Unfortunately for Bea, she’s not having such a great day. New page #7!
The mods over at the Dreamer Forum were nice enough to add a section for discussing weekly updates! And we added a permanent link to the forum in our sidebar so you can always find it easily. Go ahead and start chatting!
Since it’s Thanksgiving, I’d like to remind you all to go read the Alan and Bea 11-page short story, available in our store! It tells the story of how Bea & Alan first met and became…. well, whatever it is that Bea & Alan are. You get to meet Alan’s entire family in this story, including the famous Dr. Joseph Warren and the rest of Alan’s cousins.
VOTE this week to preview next Friday!
And read below the cut to read the first page of the Thanksgiving story! Happy Thanksgiving!!
It had been two weeks exactly since their meeting in the market. The exchange had been brief, and should’ve been forgettable–he only left her with his name, a wink, and an apple–and yet she had thought about him every day since. The apple on her vanity was starting to show signs of decay. Perhaps she should have eaten it, but she liked looking at it more.

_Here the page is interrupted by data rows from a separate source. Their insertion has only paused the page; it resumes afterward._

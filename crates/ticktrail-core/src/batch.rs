//! Batch window: groups decoded events into bounded batches.
//!
//! The assembler owns one open batch. It closes the batch when the event
//! count reaches `max_size` or when `max_wait` has elapsed since the first
//! event entered it, whichever comes first. Events keep arrival order.
//!
//! The synchronous methods ([`BatchAssembler::push`],
//! [`BatchAssembler::take_expired`], [`BatchAssembler::drain`]) take the
//! current instant explicitly so the windowing rules are testable without
//! a runtime. [`BatchAssembler::run`] drives them from a channel.

use std::time::Duration;

use ticktrail_types::{BatchId, TelemetryEvent};
use tokio::sync::mpsc;
use tokio::time::{Instant, sleep_until};
use tracing::{debug, warn};

use crate::config::BatchConfig;

/// Which bound closed a batch.
#[derive(Debug, Clone, Copy, PartialEq, Eq)]
pub enum FlushReason {
    /// The event count reached the size bound.
    Size,
    /// The time bound elapsed.
    Timer,
    /// The pipeline is stopping.
    Drain,
}

impl core::fmt::Display for FlushReason {
    fn fmt(&self, f: &mut core::fmt::Formatter<'_>) -> core::fmt::Result {
        match self {
            Self::Size => f.write_str("size"),
            Self::Timer => f.write_str("timer"),
            Self::Drain => f.write_str("drain"),
        }
    }
}

/// A closed batch, ready for compilation.
#[derive(Debug, Clone, PartialEq, Eq)]
pub struct Batch {
    /// Log correlation id.
    pub id: BatchId,
    /// Events in arrival order. Never empty.
    pub events: Vec<TelemetryEvent>,
    /// Which bound closed the batch.
    pub reason: FlushReason,
}

impl Batch {
    /// Number of events in the batch.
    pub fn len(&self) -> usize {
        self.events.len()
    }

    /// Whether the batch holds no events.
    pub fn is_empty(&self) -> bool {
        self.events.is_empty()
    }
}

/// Single-writer batch window.
#[derive(Debug)]
pub struct BatchAssembler {
    max_size: usize,
    max_wait: Duration,
    events: Vec<TelemetryEvent>,
    opened_at: Option<Instant>,
}

impl BatchAssembler {
    /// Create an assembler. A `max_size` of zero is treated as one.
    pub fn new(max_size: usize, max_wait: Duration) -> Self {
        let max_size = max_size.max(1);
        Self {
            max_size,
            max_wait,
            events: Vec::with_capacity(max_size),
            opened_at: None,
        }
    }

    /// Create an assembler from the `batch` config section.
    pub fn from_config(config: &BatchConfig) -> Self {
        Self::new(config.max_size, config.max_wait())
    }

    /// Number of events in the open batch.
    pub fn pending(&self) -> usize {
        self.events.len()
    }

    /// When the open batch must be flushed, if one is open.
    pub fn deadline(&self) -> Option<Instant> {
        self.opened_at
            .and_then(|opened| opened.checked_add(self.max_wait))
    }

    /// Add an event, returning the batch if it just reached the size bound.
    pub fn push(&mut self, event: TelemetryEvent, now: Instant) -> Option<Batch> {
        if self.opened_at.is_none() {
            self.opened_at = Some(now);
        }
        self.events.push(event);
        if self.events.len() >= self.max_size {
            return self.close(FlushReason::Size);
        }
        None
    }

    /// Close the open batch if its time bound has elapsed at `now`.
    ///
    /// An empty window yields nothing.
    pub fn take_expired(&mut self, now: Instant) -> Option<Batch> {
        match self.deadline() {
            Some(deadline) if now >= deadline => self.close(FlushReason::Timer),
            _ => None,
        }
    }

    /// Close the open batch regardless of bounds.
    pub fn drain(&mut self) -> Option<Batch> {
        self.close(FlushReason::Drain)
    }

    fn close(&mut self, reason: FlushReason) -> Option<Batch> {
        self.opened_at = None;
        if self.events.is_empty() {
            return None;
        }
        let events = core::mem::replace(&mut self.events, Vec::with_capacity(self.max_size));
        let batch = Batch {
            id: BatchId::new(),
            events,
            reason,
        };
        debug!(
            batch_id = %batch.id,
            events = batch.len(),
            reason = %batch.reason,
            "batch closed"
        );
        Some(batch)
    }

    /// Consume events until the sender side closes, emitting batches.
    ///
    /// When `events` closes, any open batch is drained before returning.
    /// Returns early if the batch receiver has gone away.
    pub async fn run(
        mut self,
        mut events: mpsc::Receiver<TelemetryEvent>,
        batches: mpsc::Sender<Batch>,
    ) {
        loop {
            let deadline = self.deadline();
            let flushed = tokio::select! {
                received = events.recv() => match received {
                    Some(event) => self.push(event, Instant::now()),
                    None => break,
                },
                () = sleep_until(deadline.unwrap_or_else(Instant::now)), if deadline.is_some() => {
                    self.take_expired(Instant::now())
                }
            };
            let Some(batch) = flushed else { continue };
            if batches.send(batch).await.is_err() {
                warn!("batch receiver closed, assembler stopping");
                return;
            }
        }

        let Some(batch) = self.drain() else { return };
        if batches.send(batch).await.is_err() {
            warn!("batch receiver closed before the final batch was handed over");
        }
    }
}
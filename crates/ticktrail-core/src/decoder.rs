//! Telemetry record decoding and validation.
//!
//! A datagram is parsed into an untyped JSON tree, then checked field by
//! field in a fixed order. The first failed check determines the
//! [`RejectReason`], so a record with several problems always reports the
//! earliest one regardless of the JSON types of later fields. Decoding is
//! pure: a [`Decoder`] holds only its immutable options, so clones can run
//! on any number of workers at once.

use serde::Deserialize;
use serde_json::{Map, Value};
use ticktrail_types::{
    ActorId, ActorKind, ActorSnapshot, EventType, FrameStamp, LevelInfo, Position, Role,
    SessionId, SubSectorId, TelemetryEvent,
};

/// Largest accepted counter, tic, millis or subsector value.
///
/// Stores key on signed 64-bit integers, so anything above would collide.
pub const MAX_KEY: u64 = i64::MAX.unsigned_abs();

/// Whether a target actor must report a position.
///
/// Older payload variants omit the target's position, so the default
/// accepts a position-less target.
#[derive(Debug, Clone, Copy, Default, PartialEq, Eq, Deserialize)]
#[serde(rename_all = "lowercase")]
pub enum PositionPolicy {
    /// A target without a position is accepted.
    #[default]
    Optional,
    /// A target without a position is rejected.
    Required,
}

/// Decoder behavior switches.
#[derive(Debug, Clone, Copy, Default, PartialEq, Eq)]
pub struct DecoderOptions {
    /// Position requirement for the target actor.
    pub target_position: PositionPolicy,
}

/// Why a payload was rejected.
#[derive(Debug, Clone, PartialEq, Eq, thiserror::Error)]
pub enum RejectReason {
    /// The payload is not JSON, or a field has an unusable shape.
    #[error("not a telemetry record: {0}")]
    Malformed(String),

    /// `session` is absent or blank.
    #[error("session is missing or empty")]
    MissingSession,

    /// `counter` is absent.
    #[error("counter is missing")]
    MissingCounter,

    /// `type` is absent.
    #[error("type is missing")]
    MissingType,

    /// `type` names no known event type.
    #[error("unknown event type {0:?}")]
    UnknownType(String),

    /// `frame` is absent.
    #[error("frame is missing")]
    MissingFrame,

    /// `frame.tic` is absent.
    #[error("frame.tic is missing")]
    MissingTic,

    /// `actor` is absent.
    #[error("actor is missing")]
    MissingActor,

    /// An actor slot has no `id`.
    #[error("{role}.id is missing")]
    MissingActorId {
        /// The slot that failed.
        role: Role,
    },

    /// An actor slot has no `position` where one is required.
    #[error("{role}.position is missing")]
    MissingPosition {
        /// The slot that failed.
        role: Role,
    },

    /// A facing angle outside the unsigned 32-bit range.
    #[error("{role}.position.angle {angle} is outside the 32-bit unsigned range")]
    AngleOutOfRange {
        /// The slot that failed.
        role: Role,
        /// The value received.
        angle: i64,
    },

    /// A subsector id that is absent or not a non-negative integer.
    #[error("{role}.position.subsector is missing or not numeric")]
    InvalidSubsector {
        /// The slot that failed.
        role: Role,
    },

    /// A counter, tic or millis value that is not a non-negative integer.
    #[error("{field} is not a non-negative integer")]
    NotAnInteger {
        /// Dotted path of the field.
        field: &'static str,
    },

    /// A key above [`MAX_KEY`].
    #[error("{field} value {value} exceeds {max}", max = MAX_KEY)]
    KeyOutOfRange {
        /// Dotted path of the field.
        field: &'static str,
        /// The value received.
        value: u64,
    },
}

/// A rejected payload and the reason it was rejected.
#[derive(Debug, Clone, PartialEq, Eq, thiserror::Error)]
#[error("{reason}")]
pub struct Rejection {
    /// The first validation rule the payload violated.
    pub reason: RejectReason,
    /// The raw payload, lossily decoded as UTF-8.
    pub payload: String,
}

/// Stateless telemetry decoder.
#[derive(Debug, Clone, Copy, Default)]
pub struct Decoder {
    options: DecoderOptions,
}

impl Decoder {
    /// Create a decoder with the given options.
    pub const fn new(options: DecoderOptions) -> Self {
        Self { options }
    }

    /// The options this decoder was built with.
    pub const fn options(&self) -> DecoderOptions {
        self.options
    }

    /// Decode one datagram into a validated event.
    ///
    /// # Errors
    ///
    /// Returns a [`Rejection`] carrying the payload and the first
    /// violated rule. Rejections are per-record and never fatal.
    pub fn decode(&self, payload: &[u8]) -> Result<TelemetryEvent, Rejection> {
        self.validate(payload).map_err(|reason| Rejection {
            reason,
            payload: String::from_utf8_lossy(payload).into_owned(),
        })
    }

    fn validate(&self, payload: &[u8]) -> Result<TelemetryEvent, RejectReason> {
        let value: Value = serde_json::from_slice(payload)
            .map_err(|e| RejectReason::Malformed(e.to_string()))?;
        let record = object(&value, "record")?;

        let session = field(record, "session")
            .and_then(id_text)
            .filter(|s| !s.trim().is_empty())
            .ok_or(RejectReason::MissingSession)?;
        let counter = field(record, "counter").ok_or(RejectReason::MissingCounter)?;
        let counter = key(counter, "counter")?;
        let type_name = field(record, "type")
            .map(|value| value.as_str().map_or_else(|| value.to_string(), str::to_owned))
            .ok_or(RejectReason::MissingType)?;
        let event_type =
            EventType::parse(&type_name).ok_or(RejectReason::UnknownType(type_name))?;

        let frame = field(record, "frame").ok_or(RejectReason::MissingFrame)?;
        let frame = object(frame, "frame")?;
        let tic = field(frame, "tic").ok_or(RejectReason::MissingTic)?;
        let tic = key(tic, "frame.tic")?;
        let millis = field(frame, "millis")
            .map(|millis| key(millis, "frame.millis"))
            .transpose()?
            .unwrap_or_default();

        let actor = field(record, "actor").ok_or(RejectReason::MissingActor)?;
        let actor = snapshot(actor, Role::Actor, PositionPolicy::Required)?;
        let target = field(record, "target")
            .map(|target| snapshot(target, Role::Target, self.options.target_position))
            .transpose()?;
        let level = field(record, "level").map(level).transpose()?;

        Ok(TelemetryEvent {
            session: SessionId::new(session),
            counter,
            event_type,
            frame: FrameStamp { tic, millis },
            actor,
            target,
            level,
        })
    }
}

// ---------------------------------------------------------------------------
// Field extraction
// ---------------------------------------------------------------------------

/// A field of `object`, with JSON `null` read as absent.
fn field<'a>(object: &'a Map<String, Value>, name: &str) -> Option<&'a Value> {
    object.get(name).filter(|value| !value.is_null())
}

fn object<'a>(value: &'a Value, path: &str) -> Result<&'a Map<String, Value>, RejectReason> {
    value
        .as_object()
        .ok_or_else(|| RejectReason::Malformed(format!("{path} is not an object")))
}

/// Identifiers may arrive as JSON strings or numbers.
fn id_text(value: &Value) -> Option<String> {
    match value {
        Value::String(text) => Some(text.clone()),
        Value::Number(number) => Some(number.to_string()),
        _ => None,
    }
}

fn unsigned(value: &Value) -> Option<u64> {
    match value {
        Value::String(text) => text.trim().parse().ok(),
        Value::Number(number) => number.as_u64(),
        _ => None,
    }
}

fn key(value: &Value, field: &'static str) -> Result<u64, RejectReason> {
    let key = unsigned(value).ok_or(RejectReason::NotAnInteger { field })?;
    if key > MAX_KEY {
        return Err(RejectReason::KeyOutOfRange { field, value: key });
    }
    Ok(key)
}

/// An optional bounded integer that defaults to zero when absent.
fn bounded<T>(object: &Map<String, Value>, path: &str, name: &str) -> Result<T, RejectReason>
where
    T: TryFrom<i64> + Default,
{
    let Some(value) = field(object, name) else {
        return Ok(T::default());
    };
    value
        .as_i64()
        .and_then(|number| T::try_from(number).ok())
        .ok_or_else(|| RejectReason::Malformed(format!("{path}.{name} is out of range")))
}

fn snapshot(value: &Value, role: Role, policy: PositionPolicy) -> Result<ActorSnapshot, RejectReason> {
    let path = role.to_string();
    let actor = object(value, &path)?;
    let id = field(actor, "id")
        .and_then(id_text)
        .filter(|id| !id.is_empty())
        .ok_or(RejectReason::MissingActorId { role })?;

    let position = match (field(actor, "position"), policy) {
        (Some(raw), _) => Some(position(raw, role)?),
        (None, PositionPolicy::Optional) => None,
        (None, PositionPolicy::Required) => {
            return Err(RejectReason::MissingPosition { role });
        }
    };

    Ok(ActorSnapshot {
        id: ActorId::new(id),
        kind: field(actor, "type")
            .and_then(Value::as_str)
            .map_or(ActorKind::UnknownEnemy, ActorKind::parse_lenient),
        position,
        health: bounded(actor, &path, "health")?,
        armor: bounded(actor, &path, "armor")?,
    })
}

fn position(value: &Value, role: Role) -> Result<Position, RejectReason> {
    let path = format!("{role}.position");
    let position = object(value, &path)?;

    let angle: i64 = bounded(position, &path, "angle")?;
    let Ok(angle) = u32::try_from(angle) else {
        return Err(RejectReason::AngleOutOfRange { role, angle });
    };
    let subsector = field(position, "subsector")
        .and_then(unsigned)
        .ok_or(RejectReason::InvalidSubsector { role })?;
    if subsector > MAX_KEY {
        let name = match role {
            Role::Actor => "actor.position.subsector",
            Role::Target => "target.position.subsector",
        };
        return Err(RejectReason::KeyOutOfRange {
            field: name,
            value: subsector,
        });
    }

    Ok(Position {
        x: bounded(position, &path, "x")?,
        y: bounded(position, &path, "y")?,
        z: bounded(position, &path, "z")?,
        angle,
        subsector: SubSectorId(subsector),
    })
}

fn level(value: &Value) -> Result<LevelInfo, RejectReason> {
    let level = object(value, "level")?;
    // Older emitters call the map number `level`.
    let map_key = if field(level, "map").is_some() { "map" } else { "level" };
    Ok(LevelInfo {
        episode: bounded(level, "level", "episode")?,
        map: bounded(level, "level", map_key)?,
        difficulty: bounded(level, "level", "difficulty")?,
    })
}
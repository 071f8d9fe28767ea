//! Shared type definitions for the ticktrail ingestion pipeline.
//!
//! This crate is the single source of truth for the telemetry vocabulary
//! used across the workspace: identifiers, enumerations, and the validated
//! record produced by the decoder.
//!
//! # Modules
//!
//! - [`ids`] -- Session-scoped identifier newtypes and batch ids
//! - [`enums`] -- Event types, actor kinds, and actor roles
//! - [`structs`] -- The validated [`TelemetryEvent`] and its parts

pub mod enums;
pub mod ids;
pub mod structs;

// Re-export all public types at crate root for convenience.
pub use enums::{ActorKind, EventType, Role};
pub use ids::{ActorId, BatchId, SessionId, SubSectorId};
pub use structs::{ActorSnapshot, FrameStamp, LevelInfo, Position, TelemetryEvent};
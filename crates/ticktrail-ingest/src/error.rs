//! Error types for the ingest binary.
//!
//! [`IngestError`] is the top-level error that `main` turns into a process
//! exit code.

use std::io;
use std::net::SocketAddr;

use ticktrail_core::config::ConfigError;
use ticktrail_core::pipeline::PipelineError;
use ticktrail_db::DbError;

/// Top-level error for the ingest binary.
#[derive(Debug, thiserror::Error)]
pub enum IngestError {
    /// Configuration could not be loaded or failed validation.
    #[error("config error: {source}")]
    Config {
        /// The underlying config error.
        #[from]
        source: ConfigError,
    },

    /// The graph store could not be reached.
    #[error("store unreachable: {source}")]
    StoreUnreachable {
        /// The underlying database error.
        source: DbError,
    },

    /// Schema initialization failed.
    #[error("schema initialization failed: {source}")]
    Schema {
        /// The underlying database error.
        source: DbError,
    },

    /// The telemetry socket could not be bound.
    #[error("failed to bind {addr}: {source}")]
    Bind {
        /// The address requested.
        addr: SocketAddr,
        /// The underlying I/O error.
        source: io::Error,
    },

    /// Logging could not be installed.
    #[error("logging error: {message}")]
    Logging {
        /// Description of the failure.
        message: String,
    },

    /// OS signal handlers could not be installed.
    #[error("signal handler error: {source}")]
    Signal {
        /// The underlying I/O error.
        source: io::Error,
    },
}

impl IngestError {
    /// Classify a connection failure. An unparsable URL is a configuration
    /// problem, anything else means the store is unreachable.
    pub fn from_connect(source: DbError) -> Self {
        match source {
            DbError::Config(reason) => Self::Config {
                source: ConfigError::Invalid { reason },
            },
            other => Self::StoreUnreachable { source: other },
        }
    }

    /// Process exit code for this failure.
    pub const fn exit_code(&self) -> u8 {
        match self {
            Self::Config { .. } => 2,
            Self::StoreUnreachable { .. } => 3,
            Self::Schema { .. } => 4,
            Self::Bind { .. } => 5,
            Self::Logging { .. } | Self::Signal { .. } => 1,
        }
    }
}

impl From<PipelineError> for IngestError {
    fn from(error: PipelineError) -> Self {
        match error {
            PipelineError::Config(source) => Self::Config { source },
            PipelineError::Bind { addr, source } => Self::Bind { addr, source },
        }
    }
}

#[cfg(test)]
#[allow(clippy::unwrap_used)]
mod tests {
    use super::*;

    #[test]
    fn exit_codes_follow_failure_class() {
        let config = IngestError::from(ConfigError::Invalid {
            reason: "batch.max_size".to_owned(),
        });
        assert_eq!(config.exit_code(), 2);

        let unreachable = IngestError::from_connect(DbError::Postgres(sqlx::Error::PoolTimedOut));
        assert_eq!(unreachable.exit_code(), 3);

        let schema = IngestError::Schema {
            source: DbError::Postgres(sqlx::Error::RowNotFound),
        };
        assert_eq!(schema.exit_code(), 4);

        let bind = IngestError::from(PipelineError::Bind {
            addr: "127.0.0.1:10666".parse().unwrap(),
            source: io::Error::new(io::ErrorKind::AddrInUse, "in use"),
        });
        assert_eq!(bind.exit_code(), 5);

        let signal = IngestError::Signal {
            source: io::Error::other("no signals"),
        };
        assert_eq!(signal.exit_code(), 1);
    }

    #[test]
    fn bad_url_is_a_config_failure() {
        let error = IngestError::from_connect(DbError::Config("Invalid database URL".to_owned()));
        assert_eq!(error.exit_code(), 2);
        assert!(error.to_string().contains("Invalid database URL"));
    }
}
//! Mutation compiler: turns one batch into one bulk-insert mutation.
//!
//! Compilation is pure. Merge-on-create nodes (frames, actors, subsectors)
//! are deduplicated inside the batch with the first occurrence winning, the
//! same rule the store applies across batches. A counter seen twice in one
//! batch keeps its first event; later copies are dropped and reported in
//! [`CompiledBatch::duplicate_counters`].

use std::collections::HashSet;

use ticktrail_types::{ActorId, BatchId, Role, SessionId, SubSectorId, TelemetryEvent};
use tracing::warn;

use crate::batch::Batch;
use crate::gateway::Mutation;
use crate::graph::{
    ActorRecord, BulkInsert, EventRecord, FrameRecord, StateRecord, SubSectorRecord,
};

/// A batch compiled into its insert mutation.
#[derive(Debug, Clone, PartialEq, Eq)]
pub struct CompiledBatch {
    /// The batch this was compiled from.
    pub batch_id: BatchId,
    /// Distinct events the mutation creates.
    pub event_count: usize,
    /// The bulk insert.
    pub mutation: Mutation,
    /// Counters that appeared more than once in the batch, in order seen.
    pub duplicate_counters: Vec<u64>,
}

/// Compile a batch. An empty batch yields `None`.
pub fn compile(batch: &Batch) -> Option<CompiledBatch> {
    let (insert, duplicate_counters) = compile_events(&batch.events)?;
    if !duplicate_counters.is_empty() {
        warn!(
            batch_id = %batch.id,
            duplicates = duplicate_counters.len(),
            counters = ?duplicate_counters,
            "duplicate event counters in batch, keeping first occurrence"
        );
    }
    Some(CompiledBatch {
        batch_id: batch.id,
        event_count: insert.events.len(),
        mutation: Mutation::Insert(insert),
        duplicate_counters,
    })
}

/// Compile a sequence of events into a [`BulkInsert`] plus the duplicate
/// counters that were dropped. An empty sequence yields `None`.
pub fn compile_events(events: &[TelemetryEvent]) -> Option<(BulkInsert, Vec<u64>)> {
    if events.is_empty() {
        return None;
    }

    let mut insert = BulkInsert::default();
    let mut duplicates = Vec::new();
    let mut seen_frames: HashSet<(&SessionId, u64)> = HashSet::new();
    let mut seen_events: HashSet<(&SessionId, u64)> = HashSet::new();
    let mut seen_actors: HashSet<(&SessionId, &ActorId)> = HashSet::new();
    let mut seen_subsectors: HashSet<(&SessionId, SubSectorId)> = HashSet::new();

    for event in events {
        let session = &event.session;
        if !seen_events.insert((session, event.counter)) {
            duplicates.push(event.counter);
            continue;
        }

        if seen_frames.insert((session, event.frame.tic)) {
            insert.frames.push(FrameRecord {
                session: session.clone(),
                tic: event.frame.tic,
                millis: event.frame.millis,
            });
        }

        insert.events.push(EventRecord {
            session: session.clone(),
            counter: event.counter,
            event_type: event.event_type,
            tic: event.frame.tic,
            level: event.level,
        });

        let self_targeted = event
            .target
            .as_ref()
            .is_some_and(|target| target.id == event.actor.id);

        for (role, snapshot) in event.participants() {
            if role == Role::Target && self_targeted {
                continue;
            }

            if seen_actors.insert((session, &snapshot.id)) {
                insert.actors.push(ActorRecord {
                    session: session.clone(),
                    actor_id: snapshot.id.clone(),
                    kind: snapshot.kind,
                });
            }

            let new_subsector = snapshot
                .position
                .map(|position| position.subsector)
                .filter(|&subsector| seen_subsectors.insert((session, subsector)));
            if let Some(subsector) = new_subsector {
                insert.subsectors.push(SubSectorRecord {
                    session: session.clone(),
                    subsector,
                });
            }

            insert.states.push(StateRecord {
                session: session.clone(),
                actor_id: snapshot.id.clone(),
                counter: event.counter,
                acting: role == Role::Actor,
                targeted: role == Role::Target || self_targeted,
                position: snapshot.position,
                health: snapshot.health,
                armor: snapshot.armor,
            });
        }
    }

    Some((insert, duplicates))
}
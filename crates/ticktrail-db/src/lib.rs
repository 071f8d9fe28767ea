//! `PostgreSQL` graph store for the ticktrail ingestion pipeline.
//!
//! Nodes live in five tables (`frames`, `events`, `actors`, `subsectors`,
//! `states`). Chronological chains are a nullable previous-key column on
//! the later row, and each actor row carries its current and initial state
//! counters.
//!
//! # Modules
//!
//! - [`postgres`] -- Connection pool, configuration, and migrations
//! - [`graph_store`] -- [`PgGraphStore`], the [`StoreGateway`] implementation
//! - [`error`] -- [`DbError`] and its retry classification
//!
//! [`StoreGateway`]: ticktrail_core::gateway::StoreGateway

mod chains;
pub mod error;
pub mod graph_store;
pub mod postgres;

pub use error::DbError;
pub use graph_store::{ActorPointers, PgGraphStore};
pub use postgres::{PostgresConfig, PostgresPool};

/// Keys are stored as `BIGINT`, so values past `i64::MAX` are refused.
pub(crate) fn to_db(value: u64) -> Result<i64, DbError> {
    let Ok(key) = i64::try_from(value) else {
        return Err(DbError::KeyOutOfRange(value));
    };
    Ok(key)
}

/// [`to_db`] over a sequence of keys.
pub(crate) fn keys_to_db(values: impl IntoIterator<Item = u64>) -> Result<Vec<i64>, DbError> {
    values.into_iter().map(to_db).collect()
}

/// Negative values never come from this crate and read back as zero.
pub(crate) fn from_db(value: i64) -> u64 {
    u64::try_from(value).unwrap_or_default()
}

Alan Warren. He was a simple man, in simple dress, without fancy hair or buckled shoes or silk stockings. And that old, floppy black hat had to be almost 50 years old and yet on his head it became the most charming article of clothing she had ever seen. And those eyes. Those blue eyes. They sparkled when he smiled with a glint that let you know that even though he was up to no good, you’d have no luck trying not to love him. Yes, Mr. Alan Warren had to be the type of man whom everyone around him adored. The three children who had been crawling all over him certainly did.
For the first few days she pretended that perhaps he belonged to some other clan of Warrens. Because there were several, unrelated families living in nearby towns. And yet she had finally consented that he belonged to that family of Warrens, seeing as how their exchange was cut short by the arrival of the notorious Dr. Joseph Warren himself.
Dr. Joseph Warren was one of the most famous faces in Boston. And he had those same wonderfully mischievous eyes, which was unfortunate because everyone knew that he was one of Samuel Adams’ closest cohorts. But unlike Sam Adams, who you always knew was scheming something–and it was never something good–Dr. Warren you wanted to trust. As a result, most of the city loved him.
Most. But not Beatrice’s father. He didn’t trust any of those so-called “Patriots” and said that Sam Adams’ boycotting antics would be the end of every merchant (himself included) in Boston.
So Mr. Alan Warren belonged to Dr. Joseph Warren. Beatrice sighed for the hundredth time as she stopped denying it. Even if he had belonged to the other Warrens, James and his wife Mercy Otis were almost as much trouble as the doctor himself. And yet everyone spoke kindly of Joseph Warren. It was just that he sometimes spoke unkindly about the king…
Politics. Beatrice hated them. She hated the way that they divided her city. No one liked the taxes, just some people felt they should cause a stink about them, and others had resigned to consent. And no one wanted the soldiers there. The Whigs and Tories weren’t so different as they imagined.
Which is why she was here. The sign above her head read “Warren’s Apothecary & Surgery.” She had felt a slight headache that morning, and really wanted to attend to it before it got any worse. These things did have a tendency of getting worse when unattended.
Oh, who was she fooling? She was there to snoop.
Beatrice Whaley opened the door and timidly walked in.